### TASK GOAL
Please repeat the data exactly, leaving nothing out.

### GIVEN INFORMATION
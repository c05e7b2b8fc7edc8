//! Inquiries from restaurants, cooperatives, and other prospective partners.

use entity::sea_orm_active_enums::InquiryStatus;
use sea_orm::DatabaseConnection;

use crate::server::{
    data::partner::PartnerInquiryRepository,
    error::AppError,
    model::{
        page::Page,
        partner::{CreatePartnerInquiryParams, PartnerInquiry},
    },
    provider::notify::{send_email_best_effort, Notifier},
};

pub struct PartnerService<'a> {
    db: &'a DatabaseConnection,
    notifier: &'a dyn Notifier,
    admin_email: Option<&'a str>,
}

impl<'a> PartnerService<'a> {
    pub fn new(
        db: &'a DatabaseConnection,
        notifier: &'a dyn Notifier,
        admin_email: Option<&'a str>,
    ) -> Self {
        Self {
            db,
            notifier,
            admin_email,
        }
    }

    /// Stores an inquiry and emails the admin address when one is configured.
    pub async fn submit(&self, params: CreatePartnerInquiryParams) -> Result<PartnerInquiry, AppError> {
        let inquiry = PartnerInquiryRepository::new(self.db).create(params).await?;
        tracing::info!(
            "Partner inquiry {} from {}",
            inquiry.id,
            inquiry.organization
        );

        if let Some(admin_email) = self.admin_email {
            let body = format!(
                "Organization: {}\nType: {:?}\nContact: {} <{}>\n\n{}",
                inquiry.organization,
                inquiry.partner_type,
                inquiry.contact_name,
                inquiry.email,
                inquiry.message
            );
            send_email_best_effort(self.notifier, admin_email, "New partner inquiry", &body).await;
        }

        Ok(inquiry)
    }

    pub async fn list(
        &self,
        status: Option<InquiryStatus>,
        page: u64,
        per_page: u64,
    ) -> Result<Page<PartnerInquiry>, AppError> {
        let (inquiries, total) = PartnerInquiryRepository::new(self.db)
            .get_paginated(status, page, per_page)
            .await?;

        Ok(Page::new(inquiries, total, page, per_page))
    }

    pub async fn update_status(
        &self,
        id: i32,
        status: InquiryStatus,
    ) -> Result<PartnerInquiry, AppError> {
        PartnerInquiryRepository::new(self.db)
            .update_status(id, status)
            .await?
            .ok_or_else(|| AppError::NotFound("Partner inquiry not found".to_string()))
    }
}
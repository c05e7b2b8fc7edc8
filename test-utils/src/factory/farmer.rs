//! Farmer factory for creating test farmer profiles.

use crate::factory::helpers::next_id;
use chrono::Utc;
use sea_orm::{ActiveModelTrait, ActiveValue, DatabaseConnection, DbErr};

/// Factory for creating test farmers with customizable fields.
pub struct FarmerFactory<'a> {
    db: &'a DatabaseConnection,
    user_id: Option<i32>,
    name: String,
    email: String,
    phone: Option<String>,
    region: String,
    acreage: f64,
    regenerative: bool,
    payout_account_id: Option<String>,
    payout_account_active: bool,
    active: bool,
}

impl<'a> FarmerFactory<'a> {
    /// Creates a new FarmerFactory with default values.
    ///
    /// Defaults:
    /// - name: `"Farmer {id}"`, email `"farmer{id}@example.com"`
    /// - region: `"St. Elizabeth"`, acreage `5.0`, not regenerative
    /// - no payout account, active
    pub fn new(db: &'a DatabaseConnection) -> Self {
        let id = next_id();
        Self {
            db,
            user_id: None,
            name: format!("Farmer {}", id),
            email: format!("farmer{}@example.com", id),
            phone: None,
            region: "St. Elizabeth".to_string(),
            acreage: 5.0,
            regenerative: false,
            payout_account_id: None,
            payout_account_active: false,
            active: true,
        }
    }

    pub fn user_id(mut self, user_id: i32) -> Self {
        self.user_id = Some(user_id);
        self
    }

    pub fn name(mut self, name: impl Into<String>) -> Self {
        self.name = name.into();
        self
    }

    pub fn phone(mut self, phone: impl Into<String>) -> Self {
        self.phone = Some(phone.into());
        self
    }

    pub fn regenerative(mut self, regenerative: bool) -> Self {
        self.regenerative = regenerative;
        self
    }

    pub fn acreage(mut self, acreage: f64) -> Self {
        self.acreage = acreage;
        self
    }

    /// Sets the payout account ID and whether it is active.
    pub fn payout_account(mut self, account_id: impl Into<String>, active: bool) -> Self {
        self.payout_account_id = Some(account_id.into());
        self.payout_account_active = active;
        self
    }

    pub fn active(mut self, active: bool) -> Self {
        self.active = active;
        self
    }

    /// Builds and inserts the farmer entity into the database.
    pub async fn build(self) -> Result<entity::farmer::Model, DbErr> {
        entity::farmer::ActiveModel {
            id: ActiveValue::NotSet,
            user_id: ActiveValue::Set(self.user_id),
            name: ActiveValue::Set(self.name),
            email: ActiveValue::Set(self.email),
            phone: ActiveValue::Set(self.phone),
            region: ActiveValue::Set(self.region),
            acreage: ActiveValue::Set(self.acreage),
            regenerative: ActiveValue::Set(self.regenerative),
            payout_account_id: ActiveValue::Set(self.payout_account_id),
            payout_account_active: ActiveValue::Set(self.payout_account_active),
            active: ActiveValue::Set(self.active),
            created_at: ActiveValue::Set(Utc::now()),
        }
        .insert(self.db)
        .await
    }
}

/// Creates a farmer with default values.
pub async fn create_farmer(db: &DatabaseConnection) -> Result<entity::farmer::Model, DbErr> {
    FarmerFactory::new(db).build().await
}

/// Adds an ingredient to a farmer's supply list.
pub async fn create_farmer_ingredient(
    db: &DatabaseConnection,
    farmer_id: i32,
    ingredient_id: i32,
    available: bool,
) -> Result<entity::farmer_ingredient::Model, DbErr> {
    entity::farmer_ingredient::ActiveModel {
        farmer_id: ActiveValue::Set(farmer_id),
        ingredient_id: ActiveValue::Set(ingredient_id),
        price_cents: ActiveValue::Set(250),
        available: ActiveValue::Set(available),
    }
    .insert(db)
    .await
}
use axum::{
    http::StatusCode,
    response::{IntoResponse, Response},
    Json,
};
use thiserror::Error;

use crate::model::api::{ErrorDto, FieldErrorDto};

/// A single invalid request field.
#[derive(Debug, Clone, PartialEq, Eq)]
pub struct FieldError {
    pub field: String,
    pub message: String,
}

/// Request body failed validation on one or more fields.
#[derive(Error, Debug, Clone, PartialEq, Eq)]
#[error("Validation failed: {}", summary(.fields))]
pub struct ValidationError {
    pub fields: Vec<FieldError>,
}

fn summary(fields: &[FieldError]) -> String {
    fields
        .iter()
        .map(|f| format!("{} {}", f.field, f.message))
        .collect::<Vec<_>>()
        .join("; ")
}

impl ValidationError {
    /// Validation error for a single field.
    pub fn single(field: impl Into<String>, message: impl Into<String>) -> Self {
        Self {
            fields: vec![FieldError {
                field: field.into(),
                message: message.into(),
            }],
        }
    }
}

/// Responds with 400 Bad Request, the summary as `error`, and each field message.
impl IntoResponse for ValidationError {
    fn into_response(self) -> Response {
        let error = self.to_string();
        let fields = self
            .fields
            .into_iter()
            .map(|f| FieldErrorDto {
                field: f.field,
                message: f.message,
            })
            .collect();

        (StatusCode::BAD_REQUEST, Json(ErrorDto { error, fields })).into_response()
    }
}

### ANSWER TO THE PROBLEM
repository c05e7b2b8fc7edc8
//! Inquiries from restaurants, cooperatives, and other prospective partners.

use entity::sea_orm_active_enums::InquiryStatus;
use sea_orm::DatabaseConnection;

use crate::server::{
    data::partner::PartnerInquiryRepository,
    error::AppError,
    model::{
        page::Page,
        partner::{CreatePartnerInquiryParams, PartnerInquiry},
    },
    provider::notify::{send_email_best_effort, Notifier},
};

pub struct PartnerService<'a> {
    db: &'a DatabaseConnection,
    notifier: &'a dyn Notifier,
    admin_email: Option<&'a str>,
}

impl<'a> PartnerService<'a> {
    pub fn new(
        db: &'a DatabaseConnection,
        notifier: &'a dyn Notifier,
        admin_email: Option<&'a str>,
    ) -> Self {
        Self {
            db,
            notifier,
            admin_email,
        }
    }

    /// Stores an inquiry and emails the admin address when one is configured.
    pub async fn submit(&self, params: CreatePartnerInquiryParams) -> Result<PartnerInquiry, AppError> {
        let inquiry = PartnerInquiryRepository::new(self.db).create(params).await?;
        tracing::info!(
            "Partner inquiry {} from {}",
            inquiry.id,
            inquiry.organization
        );

        if let Some(admin_email) = self.admin_email {
            let body = format!(
                "Organization: {}\nType: {:?}\nContact: {} <{}>\n\n{}",
                inquiry.organization,
                inquiry.partner_type,
                inquiry.contact_name,
                inquiry.email,
                inquiry.message
            );
            send_email_best_effort(self.notifier, admin_email, "New partner inquiry", &body).await;
        }

        Ok(inquiry)
    }

    pub async fn list(
        &self,
        status: Option<InquiryStatus>,
        page: u64,
        per_page: u64,
    ) -> Result<Page<PartnerInquiry>, AppError> {
        let (inquiries, total) = PartnerInquiryRepository::new(self.db)
            .get_paginated(status, page, per_page)
            .await?;

        Ok(Page::new(inquiries, total, page, per_page))
    }

    pub async fn update_status(
        &self,
        id: i32,
        status: InquiryStatus,
    ) -> Result<PartnerInquiry, AppError> {
        PartnerInquiryRepository::new(self.db)
            .update_status(id, status)
            .await?
            .ok_or_else(|| AppError::NotFound("Partner inquiry not found".to_string()))
    }
}
repository c05e7b2b8fc7edc8
filename test-utils/src/factory/farmer.rs
//! Farmer factory for creating test farmer profiles.

use crate::factory::helpers::next_id;
use chrono::Utc;
use sea_orm::{ActiveModelTrait, ActiveValue, DatabaseConnection, DbErr};

/// Factory for creating test farmers with customizable fields.
pub struct FarmerFactory<'a> {
    db: &'a DatabaseConnection,
    user_id: Option<i32>,
    name: String,
    email: String,
    phone: Option<String>,
    region: String,
    acreage: f64,
    regenerative: bool,
    payout_account_id: Option<String>,
    payout_account_active: bool,
    active: bool,
}

impl<'a> FarmerFactory<'a> {
    /// Creates a new FarmerFactory with default values.
    ///
    /// Defaults:
    /// - name: `"Farmer {id}"`, email `"farmer{id}@example.com"`
    /// - region: `"St. Elizabeth"`, acreage `5.0`, not regenerative
    /// - no payout account, active
    pub fn new(db: &'a DatabaseConnection) -> Self {
        let id = next_id();
        Self {
            db,
            user_id: None,
            name: format!("Farmer {}", id),
            email: format!("farmer{}@example.com", id),
            phone: None,
            region: "St. Elizabeth".to_string(),
            acreage: 5.0,
            regenerative: false,
            payout_account_id: None,
            payout_account_active: false,
            active: true,
        }
    }

    pub fn user_id(mut self, user_id: i32) -> Self {
        self.user_id = Some(user_id);
        self
    }

    pub fn name(mut self, name: impl Into<String>) -> Self {
        self.name = name.into();
        self
    }

    pub fn phone(mut self, phone: impl Into<String>) -> Self {
        self.phone = Some(phone.into());
        self
    }

    pub fn regenerative(mut self, regenerative: bool) -> Self {
        self.regenerative = regenerative;
        self
    }

    pub fn acreage(mut self, acreage: f64) -> Self {
        self.acreage = acreage;
        self
    }

    /// Sets the payout account ID and whether it is active.
    pub fn payout_account(mut self, account_id: impl Into<String>, active: bool) -> Self {
        self.payout_account_id = Some(account_id.into());
        self.payout_account_active = active;
        self
    }

    pub fn active(mut self, active: bool) -> Self {
        self.active = active;
        self
    }

    /// Builds and inserts the farmer entity into the database.
    pub async fn build(self) -> Result<entity::farmer::Model, DbErr> {
        entity::farmer::ActiveModel {
            id: ActiveValue::NotSet,
            user_id: ActiveValue::Set(self.user_id),
            name: ActiveValue::Set(self.name),
            email: ActiveValue::Set(self.email),
            phone: ActiveValue::Set(self.phone),
            region: ActiveValue::Set(self.region),
            acreage: ActiveValue::Set(self.acreage),
            regenerative: ActiveValue::Set(self.regenerative),
            payout_account_id: ActiveValue::Set(self.payout_account_id),
            payout_account_active: ActiveValue::Set(self.payout_account_active),
            active: ActiveValue::Set(self.active),
            created_at: ActiveValue::Set(Utc::now()),
        }
        .insert(self.db)
        .await
    }
}

/// Creates a farmer with default values.
pub async fn create_farmer(db: &DatabaseConnection) -> Result<entity::farmer::Model, DbErr> {
    FarmerFactory::new(db).build().await
}

/// Adds an ingredient to a farmer's supply list.
pub async fn create_farmer_ingredient(
    db: &DatabaseConnection,
    farmer_id: i32,
    ingredient_id: i32,
    available: bool,
) -> Result<entity::farmer_ingredient::Model, DbErr> {
    entity::farmer_ingredient::ActiveModel {
        farmer_id: ActiveValue::Set(farmer_id),
        ingredient_id: ActiveValue::Set(ingredient_id),
        price_cents: ActiveValue::Set(250),
        available: ActiveValue::Set(available),
    }
    .insert(db)
    .await
}
use axum::{
    http::StatusCode,
    response::{IntoResponse, Response},
    Json,
};
use thiserror::Error;

use crate::model::api::{ErrorDto, FieldErrorDto};

/// A single invalid request field.
#[derive(Debug, Clone, PartialEq, Eq)]
pub struct FieldError {
    pub field: String,
    pub message: String,
}

/// Request body failed validation on one or more fields.
#[derive(Error, Debug, Clone, PartialEq, Eq)]
#[error("Validation failed: {}", summary(.fields))]
pub struct ValidationError {
    pub fields: Vec<FieldError>,
}

fn summary(fields: &[FieldError]) -> String {
    fields
        .iter()
        .map(|f| format!("{} {}", f.field, f.message))
        .collect::<Vec<_>>()
        .join("; ")
}

impl ValidationError {
    /// Validation error for a single field.
    pub fn single(field: impl Into<String>, message: impl Into<String>) -> Self {
        Self {
            fields: vec![FieldError {
                field: field.into(),
                message: message.into(),
            }],
        }
    }
}

/// Responds with 400 Bad Request, the summary as `error`, and each field message.
impl IntoResponse for ValidationError {
    fn into_response(self) -> Response {
        let error = self.to_string();
        let fields = self
            .fields
            .into_iter()
            .map(|f| FieldErrorDto {
                field: f.field,
                message: f.message,
            })
            .collect();

        (StatusCode::BAD_REQUEST, Json(ErrorDto { error, fields })).into_response()
    }
}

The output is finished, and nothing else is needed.